> **Data**:
//! Nine-dimension scorer with a data-completeness discount.

use fairweather_core::{
    Dimension, DimensionScore, ScoreBreakdown, ScoreError, ScoredVenue, ScoringContext,
    ScoringWeights, UserPreferences, Venue, VenueScorer, WeatherContext, venue_location,
};

use crate::{
    BayesianPrior, DistanceModel, ExtendedWeightCalculator,
    confidence::{confidence, discount},
    dimensions::DimensionInputs,
};

/// Settings for [`ExtendedScorer`].
#[derive(Debug, Clone, Copy, Default, PartialEq)]
pub struct ExtendedScorerConfig {
    /// Distance model used for the distance dimension.
    pub distance_model: DistanceModel,
    /// Prior for the quality dimension.
    pub prior: BayesianPrior,
    /// Calculator blending dynamic weights with user importance.
    pub calculator: ExtendedWeightCalculator,
}

impl ExtendedScorerConfig {
    /// Replace the distance model.
    #[must_use]
    pub const fn with_distance_model(mut self, distance_model: DistanceModel) -> Self {
        self.distance_model = distance_model;
        self
    }

    /// Replace the quality prior.
    #[must_use]
    pub const fn with_prior(mut self, prior: BayesianPrior) -> Self {
        self.prior = prior;
        self
    }

    /// Replace the weight calculator.
    #[must_use]
    pub const fn with_calculator(mut self, calculator: ExtendedWeightCalculator) -> Self {
        self.calculator = calculator;
        self
    }
}

/// Scores all nine dimensions and discounts the total by confidence.
///
/// The discounted total is `raw * (0.7 + 0.3 * confidence)`, so sparse
/// venue records lose up to 30% of their score.
#[derive(Debug, Clone, Copy, Default, PartialEq)]
pub struct ExtendedScorer {
    config: ExtendedScorerConfig,
}

impl ExtendedScorer {
    /// Build a scorer from its settings.
    #[must_use]
    pub const fn new(config: ExtendedScorerConfig) -> Self {
        Self { config }
    }

    /// Settings in use.
    #[must_use]
    pub const fn config(&self) -> &ExtendedScorerConfig {
        &self.config
    }
}

impl VenueScorer for ExtendedScorer {
    fn weights(&self, weather: &WeatherContext, preferences: &UserPreferences) -> ScoringWeights {
        self.config.calculator.calculate(weather, &preferences.importance)
    }

    fn score(&self, venue: &Venue, context: &ScoringContext<'_>) -> Result<ScoredVenue, ScoreError> {
        let location = venue_location(venue)?;
        let distance_meters = context.origin.distance_to(location);
        let inputs = DimensionInputs {
            venue,
            distance_meters,
            context,
            distance_model: self.config.distance_model,
            prior: &self.config.prior,
        };
        let dimensions: Vec<DimensionScore> = Dimension::ALL
            .into_iter()
            .map(|d| DimensionScore::new(d, inputs.score(d), context.weights.get(d)))
            .collect();
        let raw: f64 = dimensions.iter().map(|d| d.contribution).sum();
        let confidence_level = confidence(venue);
        let total = Self::sanitise(discount(raw, confidence_level));
        let breakdown = ScoreBreakdown::new(dimensions, total, confidence_level);
        Ok(ScoredVenue::new(venue.clone(), distance_meters, breakdown))
    }
}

> **Brief**: Set the whole listing down again so that it matches the original exactly.

> **Expected answer**:
//! Nine-dimension scorer with a data-completeness discount.

use fairweather_core::{
    Dimension, DimensionScore, ScoreBreakdown, ScoreError, ScoredVenue, ScoringContext,
    ScoringWeights, UserPreferences, Venue, VenueScorer, WeatherContext, venue_location,
};

use crate::{
    BayesianPrior, DistanceModel, ExtendedWeightCalculator,
    confidence::{confidence, discount},
    dimensions::DimensionInputs,
};

/// Settings for [`ExtendedScorer`].
#[derive(Debug, Clone, Copy, Default, PartialEq)]
pub struct ExtendedScorerConfig {
    /// Distance model used for the distance dimension.
    pub distance_model: DistanceModel,
    /// Prior for the quality dimension.
    pub prior: BayesianPrior,
    /// Calculator blending dynamic weights with user importance.
    pub calculator: ExtendedWeightCalculator,
}

impl ExtendedScorerConfig {
    /// Replace the distance model.
    #[must_use]
    pub const fn with_distance_model(mut self, distance_model: DistanceModel) -> Self {
        self.distance_model = distance_model;
        self
    }

    /// Replace the quality prior.
    #[must_use]
    pub const fn with_prior(mut self, prior: BayesianPrior) -> Self {
        self.prior = prior;
        self
    }

    /// Replace the weight calculator.
    #[must_use]
    pub const fn with_calculator(mut self, calculator: ExtendedWeightCalculator) -> Self {
        self.calculator = calculator;
        self
    }
}

/// Scores all nine dimensions and discounts the total by confidence.
///
/// The discounted total is `raw * (0.7 + 0.3 * confidence)`, so sparse
/// venue records lose up to 30% of their score.
#[derive(Debug, Clone, Copy, Default, PartialEq)]
pub struct ExtendedScorer {
    config: ExtendedScorerConfig,
}

impl ExtendedScorer {
    /// Build a scorer from its settings.
    #[must_use]
    pub const fn new(config: ExtendedScorerConfig) -> Self {
        Self { config }
    }

    /// Settings in use.
    #[must_use]
    pub const fn config(&self) -> &ExtendedScorerConfig {
        &self.config
    }
}

impl VenueScorer for ExtendedScorer {
    fn weights(&self, weather: &WeatherContext, preferences: &UserPreferences) -> ScoringWeights {
        self.config.calculator.calculate(weather, &preferences.importance)
    }

    fn score(&self, venue: &Venue, context: &ScoringContext<'_>) -> Result<ScoredVenue, ScoreError> {
        let location = venue_location(venue)?;
        let distance_meters = context.origin.distance_to(location);
        let inputs = DimensionInputs {
            venue,
            distance_meters,
            context,
            distance_model: self.config.distance_model,
            prior: &self.config.prior,
        };
        let dimensions: Vec<DimensionScore> = Dimension::ALL
            .into_iter()
            .map(|d| DimensionScore::new(d, inputs.score(d), context.weights.get(d)))
            .collect();
        let raw: f64 = dimensions.iter().map(|d| d.contribution).sum();
        let confidence_level = confidence(venue);
        let total = Self::sanitise(discount(raw, confidence_level));
        let breakdown = ScoreBreakdown::new(dimensions, total, confidence_level);
        Ok(ScoredVenue::new(venue.clone(), distance_meters, breakdown))
    }
}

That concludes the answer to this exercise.